• The data:
>>>

//! Closed set of value kinds a mapped field can hold.

use chrono::NaiveDateTime;
use rust_decimal::Decimal;

/// Semantic type of a mapped field.
#[derive(Debug, Clone, Copy, PartialEq, Eq, Hash)]
pub enum ValueKind {
    /// Raw text, stored verbatim.
    Text,
    /// `"1"` or case-insensitive `"true"`; everything else is `false`.
    Bool,
    I8,
    I16,
    I32,
    I64,
    U8,
    U16,
    U32,
    U64,
    F32,
    F64,
    /// Fixed-point decimal.
    Decimal,
    /// Calendar date and wall-clock time without a zone.
    DateTime,
}

/// Value kind of a field together with whether the field is optional.
#[derive(Debug, Clone, Copy, PartialEq, Eq, Hash)]
pub struct FieldKind {
    pub value: ValueKind,
    /// `Option<T>` fields start out absent and become `Some` on a
    /// successful coercion.
    pub nullable: bool,
}

impl FieldKind {
    pub const fn required(value: ValueKind) -> Self {
        FieldKind {
            value,
            nullable: false,
        }
    }

    pub const fn nullable(value: ValueKind) -> Self {
        FieldKind {
            value,
            nullable: true,
        }
    }
}

/// Typed result of a successful coercion.
#[derive(Debug, Clone, PartialEq)]
pub enum Value {
    Text(String),
    Bool(bool),
    I8(i8),
    I16(i16),
    I32(i32),
    I64(i64),
    U8(u8),
    U16(u16),
    U32(u32),
    U64(u64),
    F32(f32),
    F64(f64),
    Decimal(Decimal),
    DateTime(NaiveDateTime),
}

/// Rust types that can back a mapped field.
///
/// Implemented for `String`, `bool`, the integer and float primitives,
/// [`Decimal`], [`NaiveDateTime`], and `Option<T>` of the numeric and
/// date-time types.
pub trait XmlValue {
    const KIND: FieldKind;

    /// Overwrite `self` with `value`. Returns `false` and leaves `self`
    /// untouched when the value is of a different kind.
    fn store(&mut self, value: Value) -> bool;
}

/// Object-safe view of a record field, handed out by
/// [`XmlRecord::field_mut`](crate::XmlRecord::field_mut).
pub trait FieldSlot {
    fn field_kind(&self) -> FieldKind;
    fn assign(&mut self, value: Value) -> bool;
}

impl<T: XmlValue> FieldSlot for T {
    fn field_kind(&self) -> FieldKind {
        T::KIND
    }

    fn assign(&mut self, value: Value) -> bool {
        self.store(value)
    }
}

macro_rules! xml_value {
    ($ty:ty, $kind:ident) => {
        impl XmlValue for $ty {
            const KIND: FieldKind = FieldKind::required(ValueKind::$kind);

            fn store(&mut self, value: Value) -> bool {
                match value {
                    Value::$kind(value) => {
                        *self = value;
                        true
                    }
                    _ => false,
                }
            }
        }
    };
    ($ty:ty, $kind:ident, nullable) => {
        xml_value!($ty, $kind);

        impl XmlValue for Option<$ty> {
            const KIND: FieldKind = FieldKind::nullable(ValueKind::$kind);

            fn store(&mut self, value: Value) -> bool {
                match value {
                    Value::$kind(value) => {
                        *self = Some(value);
                        true
                    }
                    _ => false,
                }
            }
        }
    };
}

xml_value!(String, Text);
xml_value!(bool, Bool);
xml_value!(i8, I8, nullable);
xml_value!(i16, I16, nullable);
xml_value!(i32, I32, nullable);
xml_value!(i64, I64, nullable);
xml_value!(u8, U8, nullable);
xml_value!(u16, U16, nullable);
xml_value!(u32, U32, nullable);
xml_value!(u64, U64, nullable);
xml_value!(f32, F32, nullable);
xml_value!(f64, F64, nullable);
xml_value!(Decimal, Decimal, nullable);
xml_value!(NaiveDateTime, DateTime, nullable);

#[cfg(test)]
mod tests {
    use super::*;

    #[test]
    fn kinds_follow_the_rust_type() {
        assert_eq!(<i32 as XmlValue>::KIND, FieldKind::required(ValueKind::I32));
        assert_eq!(
            <Option<NaiveDateTime> as XmlValue>::KIND,
            FieldKind::nullable(ValueKind::DateTime)
        );
        assert_eq!(<String as XmlValue>::KIND.value, ValueKind::Text);
    }

    #[test]
    fn slots_reject_mismatched_values() {
        let mut count = 7u16;
        let slot: &mut dyn FieldSlot = &mut count;
        assert!(!slot.assign(Value::I32(3)));
        assert!(slot.assign(Value::U16(3)));
        assert_eq!(count, 3);

        let mut price: Option<f64> = None;
        let slot: &mut dyn FieldSlot = &mut price;
        assert!(slot.field_kind().nullable);
        assert!(slot.assign(Value::F64(2.5)));
        assert_eq!(price, Some(2.5));
    }
}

<<<

• Work to complete: Gather each line of the listing containing the word "required" and show it.

• Result of the task:
    pub const fn required(value: ValueKind) -> Self {
            const KIND: FieldKind = FieldKind::required(ValueKind::$kind);
        assert_eq!(<i32 as XmlValue>::KIND, FieldKind::required(ValueKind::I32));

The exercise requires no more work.